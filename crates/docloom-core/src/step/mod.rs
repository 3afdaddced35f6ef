//! Step execution: prompt building, output parsing, clarification detection
//! and the step state machine that ties them to a provider.

pub mod clarification;
pub mod executor;
pub mod parser;
pub mod prompt;

pub use clarification::{Clarification, ClarificationDetector, PatternClarificationDetector};
pub use executor::{
    Generation, GenerationOutcome, GenerationSettings, GenerationSpec, LedgerScope, StepError,
    StepExecutor, StepResult,
};
pub use parser::{JsonOutputParser, OutputParser, ParseOutcome, ParseSpec};
pub use prompt::{BuiltPrompt, CondensedInput, PromptBuilder, PromptInput, TemplatePromptBuilder};
//! Shared domain types for docloom.
//!
//! This crate contains the domain types used across the docloom engine:
//! threads, work items and the audit ledger, execution and step progress,
//! versioned documents, progress events, LLM request/response shapes,
//! configuration, and their associated error types.
//!
//! Zero infrastructure dependencies -- only serde, uuid, chrono, thiserror.

pub mod config;
pub mod document;
pub mod error;
pub mod event;
pub mod execution;
pub mod llm;
pub mod thread;
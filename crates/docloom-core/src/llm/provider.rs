//! LlmProvider trait definition.
//!
//! This is the core abstraction that all language-model backends implement,
//! whether a real network provider or a deterministic test double.

use docloom_types::llm::{CompletionRequest, CompletionResponse, LlmError};

/// Trait for LLM provider backends.
///
/// Uses native async fn in traits (RPITIT, Rust 2024 edition). Failures are
/// returned as typed [`LlmError`]s so the retry wrapper can classify them.
///
/// Implementations live in docloom-infra (e.g., `AnthropicProvider`,
/// `ScriptedProvider`).
pub trait LlmProvider: Send + Sync {
    /// Human-readable provider name (e.g., "anthropic", "scripted").
    fn name(&self) -> &str;

    /// Send a completion request and receive the full response.
    fn complete(
        &self,
        request: &CompletionRequest,
    ) -> impl std::future::Future<Output = Result<CompletionResponse, LlmError>> + Send;
}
▬▬▬
### Your task
From the lines above, copy those that contain the word "clarification".

### Response
//! Step execution: prompt building, output parsing, clarification detection
pub mod clarification;
pub use clarification::{Clarification, ClarificationDetector, PatternClarificationDetector};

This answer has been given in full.